Nothing is remotely intelligent, or even sane, about spending over $50 billion for 100 airplanes, which, if ever used for their raison d’etre, would cause the greatest calamity in history. Not that anyone expects the price tag to remain so modest. And, not that anyone with a voice in the federal government has any idea why I see this corporate welfare program as a nightmare.

Representative Smith is considered a progressive Member of Congress. He makes more sense that most when talking about diplomacy instead of lethal force to solve international conflicts. But, when it comes to representing his district’s financial interests in the Military-Industrial Complex, he can quickly step back to pre-Viet Nam rationalization. And why wouldn’t he? The American public is practically in lock step with the notion that we must have firepower, and the more the better; the side with the best and biggest will win; and the U.S. military can do no wrong. The mass media, whether reactionary or liberal or objective (remember that one?), loves to cover wars and weapons and warriors. NBC News recently had a breathless report on our heroes in the Arctic, intercepting Russian nuclear-capable bombers. The reporters thought they had a great story, but to people who hate war and pay attention, it was all about fools’ gold: Russia plays the U.S., keeping us on edge, convincing us we must have bigger bombers, faster fighters, and more of everything than Russia and China and North Korea and Iran, all put together. And we’re so easy. We take the bait, every time, even decades after Gorbachev had the nerve to show us how foolish the nuclear arms race is and left us racing ourselves to the bottom. It turns out that Russians generally don’t understand peace any better than Americans, so they’ve reverted to a piper whose favorite tunes suit dancers with a death wish.
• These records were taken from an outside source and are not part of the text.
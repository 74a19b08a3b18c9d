//! Typed working graph grown one node and one edge pair at a time.
//!
//! [`TypedGraph`] is a directed multigraph over `petgraph` with a fixed,
//! declared set of node types and canonical edge types. Node ids are global
//! insertion positions (`0..num_nodes()`); each node also knows its type and
//! its index among nodes of that type. Edges are inserted in pairs, a forward
//! link plus its mirror, so that message passing is symmetric.
//!
//! Node and edge payloads are generic: the structure here carries only the
//! labels recorded from action traces, the tensor state lives with the model.

use crate::action::EdgeDirection;
use crate::error::{Error, Result};
use crate::metagraph::{EdgeType, NodeType};
use petgraph::dot::Dot;
use petgraph::graph::{DiGraph, EdgeIndex, NodeIndex};
use petgraph::visit::EdgeRef;
use serde::{Deserialize, Serialize};
use std::collections::BTreeMap;

/// Global node id (insertion position).
pub type NodeId = usize;

/// A node of the working graph.
#[derive(Debug, Clone)]
pub struct Node<N> {
    /// Position of the node type in the declared node type list.
    pub type_pos: usize,
    /// Index among nodes of the same type.
    pub local: usize,
    /// Activity label, when a trace supplied one.
    pub activity: Option<String>,
    /// Model payload.
    pub data: N,
}

/// A directed edge of the working graph.
#[derive(Debug, Clone)]
pub struct Edge<E> {
    /// True for the reverse half of an inserted pair.
    pub mirror: bool,
    /// Relation name, when a trace supplied one.
    pub relation: Option<String>,
    /// Direction relative to the node that created the link.
    pub direction: Option<EdgeDirection>,
    /// Correlation entity types recorded on the link.
    pub correlations: Vec<String>,
    /// Model payload.
    pub data: E,
}

impl<E> Edge<E> {
    fn new(data: E, mirror: bool) -> Self {
        Self {
            mirror,
            relation: None,
            direction: None,
            correlations: Vec::new(),
            data,
        }
    }
}

/// A heterogeneous working graph with a fixed type schema.
#[derive(Debug, Clone)]
pub struct TypedGraph<N, E> {
    node_types: Vec<NodeType>,
    canonical_etypes: Vec<EdgeType>,
    type_counts: Vec<usize>,
    graph: DiGraph<Node<N>, Edge<E>>,
}

impl<N, E> TypedGraph<N, E> {
    /// Create an empty graph declaring the given types.
    pub fn with_schema(node_types: Vec<NodeType>, canonical_etypes: Vec<EdgeType>) -> Self {
        let type_counts = vec![0; node_types.len()];
        Self {
            node_types,
            canonical_etypes,
            type_counts,
            graph: DiGraph::new(),
        }
    }

    /// Declared node types.
    pub fn node_types(&self) -> &[NodeType] {
        &self.node_types
    }

    /// Declared canonical edge types.
    pub fn canonical_etypes(&self) -> &[EdgeType] {
        &self.canonical_etypes
    }

    /// Total number of nodes across all types.
    pub fn num_nodes(&self) -> usize {
        self.graph.node_count()
    }

    /// Number of nodes of the type at `type_pos`.
    pub fn num_nodes_of(&self, type_pos: usize) -> usize {
        self.type_counts.get(type_pos).copied().unwrap_or(0)
    }

    /// Total number of directed edges, mirrors included.
    pub fn num_edges(&self) -> usize {
        self.graph.edge_count()
    }

    /// Number of links (forward edges only).
    pub fn num_links(&self) -> usize {
        self.graph.edge_weights().filter(|e| !e.mirror).count()
    }

    /// Append a node of the type at `type_pos`, returning its global id.
    pub fn add_node(&mut self, type_pos: usize, data: N) -> Result<NodeId> {
        let Some(count) = self.type_counts.get_mut(type_pos) else {
            return Err(Error::NodeTypeNotFound(format!("position {type_pos}")));
        };
        let local = *count;
        *count += 1;
        let idx = self.graph.add_node(Node {
            type_pos,
            local,
            activity: None,
            data,
        });
        Ok(idx.index())
    }

    /// Most recently added node.
    pub fn last_node(&self) -> Option<NodeId> {
        self.num_nodes().checked_sub(1)
    }

    /// Get a node by id.
    pub fn node(&self, id: NodeId) -> Option<&Node<N>> {
        self.graph.node_weight(NodeIndex::new(id))
    }

    /// Get a mutable node by id.
    pub fn node_mut(&mut self, id: NodeId) -> Option<&mut Node<N>> {
        self.graph.node_weight_mut(NodeIndex::new(id))
    }

    /// Iterate over nodes in insertion order.
    pub fn nodes(&self) -> impl Iterator<Item = (NodeId, &Node<N>)> {
        self.graph
            .node_indices()
            .map(move |idx| (idx.index(), &self.graph[idx]))
    }

    /// Mutable payloads in insertion order.
    pub fn node_data_mut(&mut self) -> impl Iterator<Item = &mut N> {
        self.graph.node_weights_mut().map(|n| &mut n.data)
    }

    /// Iterate over nodes of the type at `type_pos`, in insertion order.
    pub fn nodes_of_type(&self, type_pos: usize) -> impl Iterator<Item = (NodeId, &Node<N>)> {
        self.nodes().filter(move |(_, n)| n.type_pos == type_pos)
    }

    /// Type of a node.
    pub fn node_type(&self, id: NodeId) -> Option<&NodeType> {
        self.node(id).and_then(|n| self.node_types.get(n.type_pos))
    }

    /// Whether a directed edge `src -> dst` exists.
    pub fn has_edge_between(&self, src: NodeId, dst: NodeId) -> bool {
        if src >= self.num_nodes() || dst >= self.num_nodes() {
            return false;
        }
        self.graph
            .find_edge(NodeIndex::new(src), NodeIndex::new(dst))
            .is_some()
    }

    /// Insert `src -> dst` and its mirror `dst -> src`.
    pub fn add_edge_pair(&mut self, src: NodeId, dst: NodeId, forward: E, mirror: E) -> Result<()> {
        self.check_node(src)?;
        self.check_node(dst)?;
        let (s, d) = (NodeIndex::new(src), NodeIndex::new(dst));
        self.graph.add_edge(s, d, Edge::new(forward, false));
        self.graph.add_edge(d, s, Edge::new(mirror, true));
        Ok(())
    }

    /// The first forward link `src -> dst`.
    pub fn link_mut(&mut self, src: NodeId, dst: NodeId) -> Option<&mut Edge<E>> {
        if src >= self.num_nodes() || dst >= self.num_nodes() {
            return None;
        }
        let id: Option<EdgeIndex> = self
            .graph
            .edges_connecting(NodeIndex::new(src), NodeIndex::new(dst))
            .find(|e| !e.weight().mirror)
            .map(|e| e.id());
        match id {
            Some(id) => self.graph.edge_weight_mut(id),
            None => None,
        }
    }

    /// Iterate over directed edges as `(src, dst, edge)`.
    pub fn edges(&self) -> impl Iterator<Item = (NodeId, NodeId, &Edge<E>)> {
        self.graph
            .edge_references()
            .map(|e| (e.source().index(), e.target().index(), e.weight()))
    }

    fn check_node(&self, id: NodeId) -> Result<()> {
        if id < self.num_nodes() {
            Ok(())
        } else {
            Err(Error::NodeOutOfRange {
                id,
                num_nodes: self.num_nodes(),
            })
        }
    }

    /// Node and edge counts per type.
    pub fn stats(&self) -> GraphStats {
        let mut nodes_by_type = BTreeMap::new();
        for (pos, ntype) in self.node_types.iter().enumerate() {
            nodes_by_type.insert(ntype.0.clone(), self.num_nodes_of(pos));
        }
        let mut links_by_relation = BTreeMap::new();
        for (_, _, edge) in self.edges().filter(|(_, _, e)| !e.mirror) {
            let key = edge.relation.clone().unwrap_or_else(|| "unlabelled".to_string());
            *links_by_relation.entry(key).or_insert(0) += 1;
        }
        GraphStats {
            num_nodes: self.num_nodes(),
            num_edges: self.num_edges(),
            num_links: self.num_links(),
            nodes_by_type,
            links_by_relation,
        }
    }

    /// Payload-free description of the graph.
    ///
    /// Links are reported in their semantic orientation: an `Incoming` link
    /// created by node `v` towards `u` is listed as `u -> v`.
    pub fn summary(&self) -> GraphSummary {
        let nodes = self
            .nodes()
            .map(|(id, n)| NodeSummary {
                id,
                ntype: self.node_types[n.type_pos].0.clone(),
                local: n.local,
                activity: n.activity.clone(),
            })
            .collect();
        let links = self
            .edges()
            .filter(|(_, _, e)| !e.mirror)
            .map(|(src, dst, e)| {
                let (src, dst) = match e.direction {
                    Some(EdgeDirection::Incoming) => (dst, src),
                    _ => (src, dst),
                };
                LinkSummary {
                    src,
                    dst,
                    relation: e.relation.clone(),
                    correlations: e.correlations.clone(),
                }
            })
            .collect();
        GraphSummary { nodes, links }
    }

    /// Graphviz rendering of the links.
    pub fn to_dot(&self) -> String {
        let labelled = self.graph.filter_map(
            |_, n| {
                let ntype = self.node_types[n.type_pos].as_str();
                Some(match &n.activity {
                    Some(activity) => format!("{ntype}{} [{activity}]", n.local),
                    None => format!("{ntype}{}", n.local),
                })
            },
            |_, e| {
                if e.mirror {
                    None
                } else {
                    Some(e.relation.clone().unwrap_or_default())
                }
            },
        );
        format!("{}", Dot::new(&labelled))
    }
}

/// Counts describing a working graph.
#[derive(Debug, Clone, PartialEq, Eq, Serialize, Deserialize)]
pub struct GraphStats {
    /// Total nodes.
    pub num_nodes: usize,
    /// Total directed edges, mirrors included.
    pub num_edges: usize,
    /// Forward links.
    pub num_links: usize,
    /// Nodes per declared type.
    pub nodes_by_type: BTreeMap<String, usize>,
    /// Links per relation label.
    pub links_by_relation: BTreeMap<String, usize>,
}

/// A node in a [`GraphSummary`].
#[derive(Debug, Clone, PartialEq, Eq, Serialize, Deserialize)]
pub struct NodeSummary {
    pub id: NodeId,
    pub ntype: String,
    pub local: usize,
    #[serde(skip_serializing_if = "Option::is_none")]
    pub activity: Option<String>,
}

/// A link in a [`GraphSummary`].
#[derive(Debug, Clone, PartialEq, Eq, Serialize, Deserialize)]
pub struct LinkSummary {
    pub src: NodeId,
    pub dst: NodeId,
    #[serde(skip_serializing_if = "Option::is_none")]
    pub relation: Option<String>,
    #[serde(skip_serializing_if = "Vec::is_empty", default)]
    pub correlations: Vec<String>,
}

/// Serializable structure of a working graph.
#[derive(Debug, Clone, PartialEq, Eq, Serialize, Deserialize)]
pub struct GraphSummary {
    pub nodes: Vec<NodeSummary>,
    pub links: Vec<LinkSummary>,
}

#[cfg(test)]
mod tests {
    use super::*;

    fn schema() -> TypedGraph<u32, ()> {
        TypedGraph::with_schema(
            vec![NodeType::new("event"), NodeType::new("offer")],
            vec![
                EdgeType::new("event", ":DF", "event"),
                EdgeType::new("event", ":CORR", "offer"),
            ],
        )
    }

    #[test]
    fn test_add_nodes_tracks_local_indices() {
        let mut g = schema();
        assert_eq!(g.add_node(0, 10).unwrap(), 0);
        assert_eq!(g.add_node(1, 11).unwrap(), 1);
        assert_eq!(g.add_node(0, 12).unwrap(), 2);

        assert_eq!(g.num_nodes(), 3);
        assert_eq!(g.num_nodes_of(0), 2);
        assert_eq!(g.num_nodes_of(1), 1);
        assert_eq!(g.node(2).unwrap().local, 1);
        assert_eq!(g.node_type(1).unwrap().as_str(), "offer");
        assert_eq!(g.last_node(), Some(2));

        let events: Vec<NodeId> = g.nodes_of_type(0).map(|(id, _)| id).collect();
        assert_eq!(events, vec![0, 2]);
    }

    #[test]
    fn test_unknown_type_rejected() {
        let mut g = schema();
        assert!(matches!(g.add_node(2, 0), Err(Error::NodeTypeNotFound(_))));
        assert_eq!(g.num_nodes(), 0);
    }

    #[test]
    fn test_edge_pair_is_symmetric() {
        let mut g = schema();
        g.add_node(0, 0).unwrap();
        g.add_node(1, 0).unwrap();
        g.add_edge_pair(1, 0, (), ()).unwrap();

        assert!(g.has_edge_between(1, 0));
        assert!(g.has_edge_between(0, 1));
        assert_eq!(g.num_edges(), 2);
        assert_eq!(g.num_links(), 1);
    }

    #[test]
    fn test_edge_pair_out_of_range() {
        let mut g = schema();
        g.add_node(0, 0).unwrap();
        let err = g.add_edge_pair(0, 3, (), ()).unwrap_err();
        assert!(matches!(err, Error::NodeOutOfRange { id: 3, num_nodes: 1 }));
        assert!(!g.has_edge_between(0, 3));
    }

    #[test]
    fn test_summary_orients_incoming_links() {
        let mut g = schema();
        g.add_node(0, 0).unwrap();
        g.add_node(0, 0).unwrap();
        g.add_edge_pair(1, 0, (), ()).unwrap();
        {
            let link = g.link_mut(1, 0).unwrap();
            link.relation = Some(":DF".into());
            link.direction = Some(EdgeDirection::Incoming);
        }

        let summary = g.summary();
        assert_eq!(summary.links.len(), 1);
        assert_eq!((summary.links[0].src, summary.links[0].dst), (0, 1));

        let stats = g.stats();
        assert_eq!(stats.links_by_relation.get(":DF"), Some(&1));
        assert_eq!(stats.nodes_by_type.get("event"), Some(&2));
    }

    #[test]
    fn test_dot_contains_labels() {
        let mut g = schema();
        g.add_node(0, 0).unwrap();
        g.add_node(1, 0).unwrap();
        g.node_mut(0).unwrap().activity = Some("create offer".into());
        g.add_edge_pair(0, 1, (), ()).unwrap();
        g.link_mut(0, 1).unwrap().relation = Some(":CORR".into());

        let dot = g.to_dot();
        assert!(dot.starts_with("digraph {"));
        assert!(dot.contains("event0 [create offer]"));
        assert!(dot.contains(":CORR"));
    }
}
The F-22 Predator jets shown in Alaska on the NBC news program were to have been replaced by the F-35, the ultimate weapon, the pride of the Pentagon. With nearly two trillion dollars spent, the air force has managed to put 400 F-35s into the air, proving it would be a very bad idea to build the 2500 still on the drawing board. Meanwhile, a subsequent article in Popular Mechanics gushes over the next generation of fighter jets which will delight our grandchildren, should they survive our renewed interest in nuclear weapons. Yes, against any sane judgement and dusty treaties, putting aside the near-apocalyptic accidents and misunderstandings of the Cold War, our leaders have decided to show how much “In God We Trust,” by updating our restless nuclear arsenal.

Nothing says folly, danger, and doomsday quite like nuclear weapons. The greatest minds devoted to human destruction have come up with amazing ways to destroy our planet many times over with atomic power, but no one has figured out how to tame the waste and byproducts from nuclear energy, for medicine, electricity, or weapons of mass destruction. There is no “failsafe.” There’s no putting the genie back into the bottle. And the worst part is not what happens by accident, spills, earthquakes or cost overruns (the B-21 will cost $40 million/year to maintain). In the best laid Pentagon plan, the $500 million bomber delivers the priceless bomb, on schedule and on budget, and destroys the Earth.

The B2 bomber may be a good driver, but I won’t recommend it. It does bring up some possibilities for other names, though. Imagine taking your Stealth 2-iron and Fallout wedge to play the Nagasaki Course at Hanford. Watch out for the Three Mile Island sand trap and the Fukishima water hazard. You’ll love the greens fees.

-In a previous life, Rusty Nelson played a little golf and once conducted a radio interview with the Masters champion.